╭─ DATA FOR THE TASK

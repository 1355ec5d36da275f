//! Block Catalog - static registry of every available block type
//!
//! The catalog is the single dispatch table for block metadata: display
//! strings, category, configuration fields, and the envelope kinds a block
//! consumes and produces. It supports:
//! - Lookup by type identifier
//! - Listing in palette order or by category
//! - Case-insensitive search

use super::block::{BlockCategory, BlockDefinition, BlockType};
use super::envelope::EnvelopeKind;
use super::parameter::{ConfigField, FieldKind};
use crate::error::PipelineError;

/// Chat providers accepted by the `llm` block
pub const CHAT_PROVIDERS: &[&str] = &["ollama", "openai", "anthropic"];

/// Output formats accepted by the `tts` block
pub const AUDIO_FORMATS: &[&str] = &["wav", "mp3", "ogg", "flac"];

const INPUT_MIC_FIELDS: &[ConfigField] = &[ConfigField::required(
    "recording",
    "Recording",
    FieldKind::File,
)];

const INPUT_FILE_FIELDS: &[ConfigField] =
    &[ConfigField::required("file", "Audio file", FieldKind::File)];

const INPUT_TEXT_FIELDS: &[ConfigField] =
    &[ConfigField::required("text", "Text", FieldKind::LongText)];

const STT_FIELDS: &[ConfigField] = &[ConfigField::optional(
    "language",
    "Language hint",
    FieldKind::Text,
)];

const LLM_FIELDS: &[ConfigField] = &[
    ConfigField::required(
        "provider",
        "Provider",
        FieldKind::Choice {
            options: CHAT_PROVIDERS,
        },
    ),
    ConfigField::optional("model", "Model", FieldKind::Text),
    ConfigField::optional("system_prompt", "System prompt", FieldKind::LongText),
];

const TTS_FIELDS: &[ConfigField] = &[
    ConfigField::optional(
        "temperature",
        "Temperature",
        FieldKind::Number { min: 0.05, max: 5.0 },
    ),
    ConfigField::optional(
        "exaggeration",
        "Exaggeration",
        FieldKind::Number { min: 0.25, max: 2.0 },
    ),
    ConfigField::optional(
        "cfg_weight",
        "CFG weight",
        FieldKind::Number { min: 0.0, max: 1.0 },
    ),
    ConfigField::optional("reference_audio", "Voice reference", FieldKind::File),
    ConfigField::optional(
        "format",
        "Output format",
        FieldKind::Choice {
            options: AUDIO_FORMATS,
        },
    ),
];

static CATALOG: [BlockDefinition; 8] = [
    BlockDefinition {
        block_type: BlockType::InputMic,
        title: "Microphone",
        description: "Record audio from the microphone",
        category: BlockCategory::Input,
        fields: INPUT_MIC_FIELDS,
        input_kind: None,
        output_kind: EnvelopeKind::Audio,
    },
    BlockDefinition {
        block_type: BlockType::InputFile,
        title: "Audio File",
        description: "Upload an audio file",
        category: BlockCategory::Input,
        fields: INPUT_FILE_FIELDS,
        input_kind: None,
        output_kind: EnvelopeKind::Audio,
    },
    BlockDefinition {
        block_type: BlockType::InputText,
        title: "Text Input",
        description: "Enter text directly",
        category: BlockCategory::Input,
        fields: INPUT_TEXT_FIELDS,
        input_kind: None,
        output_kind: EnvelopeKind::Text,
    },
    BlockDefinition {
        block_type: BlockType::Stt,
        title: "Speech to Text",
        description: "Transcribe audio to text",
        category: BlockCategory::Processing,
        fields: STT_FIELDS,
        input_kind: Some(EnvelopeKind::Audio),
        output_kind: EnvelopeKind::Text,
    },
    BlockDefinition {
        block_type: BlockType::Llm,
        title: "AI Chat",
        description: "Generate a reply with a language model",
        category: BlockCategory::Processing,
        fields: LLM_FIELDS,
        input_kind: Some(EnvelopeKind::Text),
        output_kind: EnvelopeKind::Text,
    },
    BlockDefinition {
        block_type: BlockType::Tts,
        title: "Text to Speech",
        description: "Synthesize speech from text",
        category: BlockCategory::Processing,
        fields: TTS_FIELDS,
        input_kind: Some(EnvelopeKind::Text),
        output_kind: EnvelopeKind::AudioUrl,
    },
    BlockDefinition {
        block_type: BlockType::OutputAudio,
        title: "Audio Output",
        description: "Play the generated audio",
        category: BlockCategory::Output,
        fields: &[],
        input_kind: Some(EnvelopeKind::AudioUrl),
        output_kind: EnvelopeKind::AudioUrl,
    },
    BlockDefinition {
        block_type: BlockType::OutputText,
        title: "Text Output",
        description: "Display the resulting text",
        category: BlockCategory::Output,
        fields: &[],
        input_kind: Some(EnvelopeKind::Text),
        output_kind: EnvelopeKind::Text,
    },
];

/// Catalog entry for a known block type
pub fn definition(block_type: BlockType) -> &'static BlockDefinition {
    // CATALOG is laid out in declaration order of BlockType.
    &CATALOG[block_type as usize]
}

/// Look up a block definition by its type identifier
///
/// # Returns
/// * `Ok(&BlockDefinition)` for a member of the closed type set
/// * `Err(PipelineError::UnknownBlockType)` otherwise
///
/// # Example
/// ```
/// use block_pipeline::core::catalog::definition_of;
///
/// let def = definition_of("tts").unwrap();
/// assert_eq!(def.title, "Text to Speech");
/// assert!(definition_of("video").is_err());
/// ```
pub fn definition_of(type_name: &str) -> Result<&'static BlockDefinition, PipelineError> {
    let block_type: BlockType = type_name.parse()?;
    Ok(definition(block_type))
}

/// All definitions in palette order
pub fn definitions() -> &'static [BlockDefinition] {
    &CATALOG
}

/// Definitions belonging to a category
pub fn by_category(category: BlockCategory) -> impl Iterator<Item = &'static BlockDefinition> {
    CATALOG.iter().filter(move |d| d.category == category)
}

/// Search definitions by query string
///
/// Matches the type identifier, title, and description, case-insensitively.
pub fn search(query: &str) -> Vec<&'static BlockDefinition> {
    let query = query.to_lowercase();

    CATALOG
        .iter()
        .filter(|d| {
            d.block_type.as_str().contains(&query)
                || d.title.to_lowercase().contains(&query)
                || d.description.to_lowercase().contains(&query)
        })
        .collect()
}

╰─

» **EXERCISE BRIEF**: From the first line of the records above to the line that contains "- Case-insensitive search", quote each line exactly.

» **SOLVED EXERCISE**:
repository 1355ec5d36da275f
//! Block Catalog - static registry of every available block type
//!
//! The catalog is the single dispatch table for block metadata: display
//! strings, category, configuration fields, and the envelope kinds a block
//! consumes and produces. It supports:
//! - Lookup by type identifier
//! - Listing in palette order or by category
//! - Case-insensitive search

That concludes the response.